Sir Henry Morton Stanley Confederate

Sir Henry Morton Stanley Confederate - Cover

edited by Nathaniel Cheairs Hughes

173 pages / 5.50 x 8.50 inches / 6 halftones

History / United States - Civil War Period

Hardcover / 9780807125878 / September 2000

“I cannot forget that half-mile square of woodland, lighted brightly by the sun, and littered by the forms of about a thousand dead and wounded men, and by horses, and military equipment. It formed a picture that may always be reproduced with almost absolute fidelity. For it was the first Field of Glory I had seen in my May of life, and the first time that Glory sickened me with its repulsive aspect, and made me suspect it was all a glittering lie.” —Henry Morton Stanley

Sir Henry Morton Stanley, the nineteenth-century journalist and explorer now legendary for the comment “Doctor Livingstone, I presume?” was already on the road to high adventure in his “May of life.” In 1859 at age eighteen, he arrived at the port of New Orleans, having left behind a harsh upbringing in Wales; he then traveled the Mississippi Valley as the protégé of Henry Hope Stanley, a cotton broker and his adopted namesake, and later served in both the Confederate and Union armies and in the Union navy during the American Civil War.

Stanley recounts some of the details of his childhood torments to contrast them with the freedom he finds in America and his sonlike relationship to Henry Hope Stanley. He eventually moves to the Arkansas frontier, and from there is swept up by the excitement of the war, enlisting with the “Dixie Grays,” 6th Arkansas Infantry. He recalls gripping accounts of the battles of Belmont and Shiloh, his capture by the Union army, the deplorable prison conditions at Camp Douglas, and his ultimate defection to the northern side. His autobiography abruptly breaks off in August 1862, but through notes, an introduction, and an epilogue, Civil War historian Nathaniel Hughes achieves a rounded picture of this phase in Stanley's life, relating it to his career as a whole.

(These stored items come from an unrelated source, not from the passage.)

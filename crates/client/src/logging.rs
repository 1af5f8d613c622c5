//! File logging. The terminal belongs to the UI, so nothing goes to stderr.
use anyhow::{Context, Result};
use tracing_appender::non_blocking::WorkerGuard;
use tracing_subscriber::layer::SubscriberExt;
use tracing_subscriber::util::SubscriberInitExt;

use crate::config::ClientConfig;

/// Installs the global subscriber writing to `<log_dir>/client.log`.
///
/// The returned guard flushes the writer on drop; keep it alive until exit.
pub fn setup_logging(config: &ClientConfig) -> Result<WorkerGuard> {
    std::fs::create_dir_all(&config.log_dir)
        .with_context(|| format!("Failed to create log directory {}", config.log_dir.display()))?;

    let file_appender = tracing_appender::rolling::never(&config.log_dir, "client.log");
    let (non_blocking_file, guard) = tracing_appender::non_blocking(file_appender);

    let env_filter = tracing_subscriber::EnvFilter::try_from_default_env()
        .unwrap_or_else(|_| tracing_subscriber::EnvFilter::new("info"));

    let file_layer = tracing_subscriber::fmt::layer()
        .with_writer(non_blocking_file)
        .with_ansi(false);

    tracing_subscriber::registry()
        .with(env_filter)
        .with(file_layer)
        .try_init()
        .context("Failed to install tracing subscriber")?;

    tracing::info!("Log file: {}/client.log", config.log_dir.display());
    Ok(guard)
}
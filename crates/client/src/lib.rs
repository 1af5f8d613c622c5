//! Terminal front end for the raycaster.
//!
//! Draws frames with ratatui half-block cells, reads the keyboard through
//! crossterm and supplies procedurally generated textures.
pub mod config;
pub mod input;
pub mod logging;
pub mod terminal;
pub mod textures;
pub mod ui;

pub use config::ClientConfig;
pub use input::KeyboardInput;
pub use logging::setup_logging;
pub use textures::ProceduralTextures;
pub use ui::TerminalPresenter;
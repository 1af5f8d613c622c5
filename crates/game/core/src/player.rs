//! The player: body, health, keys and weapons.
use bitflags::bitflags;

use crate::config::PlayerConfig;
use crate::env::PlayerStatus;
use crate::geometry::{GridCoord, Vec2, normalize_angle};
use crate::grid::KeyColor;
use crate::weapon::{Arsenal, WeaponKind};

bitflags! {
    /// Door keys the player carries.
    #[derive(Clone, Copy, Debug, PartialEq, Eq, Hash, Default)]
    #[cfg_attr(feature = "serde", derive(serde::Serialize, serde::Deserialize))]
    pub struct KeyRing: u8 {
        const BLUE = 1 << 0;
        const RED  = 1 << 1;
        const GOLD = 1 << 2;
    }
}

impl KeyRing {
    pub const fn of(color: KeyColor) -> Self {
        match color {
            KeyColor::Blue => Self::BLUE,
            KeyColor::Red => Self::RED,
            KeyColor::Gold => Self::GOLD,
        }
    }

    pub fn holds(self, color: KeyColor) -> bool {
        self.contains(Self::of(color))
    }
}

/// What the input device asks for this frame.
#[derive(Clone, Copy, Debug, Default, PartialEq)]
pub struct PlayerIntent {
    /// View-relative movement: `x` forward, `y` strafe right. Length at most 1.
    pub movement: Vec2,
    /// Turn input in `[-1, 1]`, scaled by the configured turn rate.
    /// Positive turns toward +angle.
    pub turn: f32,
    pub fire: bool,
    /// Open or close the door in front of the player.
    pub interact: bool,
    pub select: Option<WeaponKind>,
}

#[derive(Clone, Debug, PartialEq)]
pub struct Player {
    pub position: Vec2,
    /// Facing in radians, kept in `(-π, π]`.
    pub angle: f32,
    pub half_extent: f32,
    pub health: u32,
    pub max_health: u32,
    pub keys: KeyRing,
    pub arsenal: Arsenal,
}

impl Player {
    pub fn new(position: Vec2, angle: f32, config: &PlayerConfig) -> Self {
        Self {
            position,
            angle: normalize_angle(angle),
            half_extent: config.half_extent,
            health: config.max_health,
            max_health: config.max_health,
            keys: KeyRing::empty(),
            arsenal: Arsenal::default(),
        }
    }

    pub fn is_alive(&self) -> bool {
        self.health > 0
    }

    pub fn cell(&self) -> GridCoord {
        self.position.cell()
    }

    pub fn facing(&self) -> Vec2 {
        Vec2::from_angle(self.angle)
    }

    /// The tile one unit ahead, used for door interaction.
    pub fn facing_cell(&self) -> GridCoord {
        (self.position + self.facing()).cell()
    }

    pub fn turn(&mut self, radians: f32) {
        self.angle = normalize_angle(self.angle + radians);
    }

    /// World-space displacement for a view-relative movement intent.
    pub fn world_motion(&self, movement: Vec2, distance: f32) -> Vec2 {
        let forward = self.facing();
        let right = Vec2::new(-forward.y, forward.x);
        (forward * movement.x + right * movement.y) * distance
    }

    /// Heals up to max health. Returns false at full health.
    pub fn heal(&mut self, amount: u32) -> bool {
        if self.health >= self.max_health {
            return false;
        }
        self.health = (self.health + amount).min(self.max_health);
        true
    }

    pub fn take_damage(&mut self, amount: u32) {
        self.health = crate::combat::apply_damage(self.health, amount);
    }

    pub fn status(&self) -> PlayerStatus {
        let weapon = self.arsenal.equipped();
        PlayerStatus {
            health: self.health,
            weapon,
            ammo: weapon.and_then(|kind| self.arsenal.ammo(kind)),
            keys: self.keys,
        }
    }

    /// Back to spawn with full health and empty pockets.
    pub fn respawn(&mut self, position: Vec2, angle: f32) {
        self.position = position;
        self.angle = normalize_angle(angle);
        self.health = self.max_health;
        self.keys = KeyRing::empty();
        self.arsenal.clear();
    }
}

#[cfg(test)]
mod tests {
    use super::*;
    use core::f32::consts::FRAC_PI_2;

    #[test]
    fn strafe_right_is_clockwise_in_screen_space() {
        let player = Player::new(Vec2::new(1.5, 1.5), 0.0, &PlayerConfig::default());
        let motion = player.world_motion(Vec2::new(0.0, 1.0), 1.0);
        // Facing +X, right is +Y (rows grow downward).
        assert!((motion.x).abs() < 1e-6);
        assert!((motion.y - 1.0).abs() < 1e-6);
    }

    #[test]
    fn facing_cell_is_one_unit_ahead() {
        let mut player = Player::new(Vec2::new(1.5, 1.5), 0.0, &PlayerConfig::default());
        assert_eq!(player.facing_cell(), GridCoord::new(2, 1));
        player.turn(FRAC_PI_2);
        assert_eq!(player.facing_cell(), GridCoord::new(1, 2));
    }

    #[test]
    fn heal_caps_and_ignores_full_health() {
        let mut player = Player::new(Vec2::ZERO, 0.0, &PlayerConfig::default());
        assert!(!player.heal(10));
        player.take_damage(15);
        assert!(player.heal(25));
        assert_eq!(player.health, 100);
        player.take_damage(500);
        assert!(!player.is_alive());
    }

    #[test]
    fn key_ring_tracks_colors() {
        let mut keys = KeyRing::empty();
        keys |= KeyRing::of(KeyColor::Red);
        assert!(keys.holds(KeyColor::Red));
        assert!(!keys.holds(KeyColor::Gold));
    }
}
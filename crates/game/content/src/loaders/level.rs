//! Level manifest loader.
//!
//! A manifest names the map and spawn files of one level and where the
//! player starts:
//!
//! ```toml
//! name = "Hangar"
//! map = "maps/hangar.txt"
//! enemies = "enemies/hangar.txt"
//! spawn = [1.5, 1.5]
//! angle = 0.0
//! decorations = ["T", "L"]
//! ```
//!
//! File paths are relative to the manifest's directory.

use std::path::{Path, PathBuf};

use anyhow::Context;
use raycast_core::{Grid, LevelData, LevelError, Vec2};
use serde::{Deserialize, Serialize};

use crate::loaders::{LoadResult, MapLoader, SpawnLoader, read_file};
use crate::tokens::DecorationTable;

#[derive(Clone, Debug, PartialEq, Serialize, Deserialize)]
pub struct LevelManifest {
    pub name: String,
    pub map: PathBuf,
    #[serde(default)]
    pub enemies: Option<PathBuf>,
    pub spawn: (f32, f32),
    /// Initial facing in degrees.
    #[serde(default)]
    pub angle: f32,
    #[serde(default)]
    pub decorations: Vec<char>,
}

/// Loader for complete levels.
pub struct LevelLoader;

impl LevelLoader {
    pub fn load_manifest(path: &Path) -> LoadResult<LevelManifest> {
        let content = read_file(path)?;
        toml::from_str(&content).with_context(|| format!("Failed to parse level manifest at {}", path.display()))
    }

    /// Load a manifest and everything it references into [`LevelData`].
    ///
    /// Rejects maps whose rows differ in length; a missing spawn list is
    /// an error, an absent one means no enemies.
    pub fn load(path: &Path) -> LoadResult<LevelData> {
        let manifest = Self::load_manifest(path)?;
        let base = path.parent().unwrap_or(Path::new("."));
        let decorations = DecorationTable::new(manifest.decorations.iter().copied());

        let layout = MapLoader::load(&base.join(&manifest.map), &decorations)?;
        Grid::from_rows(layout.rows.clone())
            .map_err(LevelError::from)
            .with_context(|| format!("Map {} of level {:?} is malformed", manifest.map.display(), manifest.name))?;

        let enemy_spawns = match &manifest.enemies {
            Some(file) => SpawnLoader::load(&base.join(file))?,
            None => Vec::new(),
        };

        let (x, y) = manifest.spawn;
        let mut level = LevelData::new(manifest.name, layout.rows, Vec2::new(x, y), manifest.angle.to_radians());
        level.placements = layout.placements;
        level.enemy_spawns = enemy_spawns;
        tracing::info!(
            level = %level.name,
            placements = level.placements.len(),
            enemies = level.enemy_spawns.len(),
            "level data loaded"
        );
        Ok(level)
    }
}
//! Session bootstrap from a content directory.
use raycast_content::ContentFactory;
use raycast_core::{PcgRng, World};

use crate::api::{Result, RuntimeError};
use crate::config::RuntimeConfig;

/// Loads the configured level and builds a seeded world from it.
pub fn load_world(config: &RuntimeConfig) -> Result<World<PcgRng>> {
    let factory = ContentFactory::new(&config.content_dir);
    let content = factory
        .load(&config.level)
        .map_err(|reason| RuntimeError::Content {
            dir: config.content_dir.clone(),
            reason,
        })?;
    let world = World::new(
        content.level,
        content.config,
        content.weapons,
        PcgRng::new(config.seed),
    )?;
    tracing::info!(
        dir = %config.content_dir.display(),
        level = %world.name(),
        seed = config.seed,
        "session ready"
    );
    Ok(world)
}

A colorful slice of original Civil War history written by the nineteenth century’s most renowned war correspondent, Sir Henry Morton Stanley, Confederate brings this powerful combination to the attention of many who previously may have overlooked one or the other. 

Nathaniel Cheairs Hughes, Jr. , lives in Chattanooga, Tennessee, and is the author or editor of numerous books on the Civil War, including Sir Henry Morton Stanley, Confederate.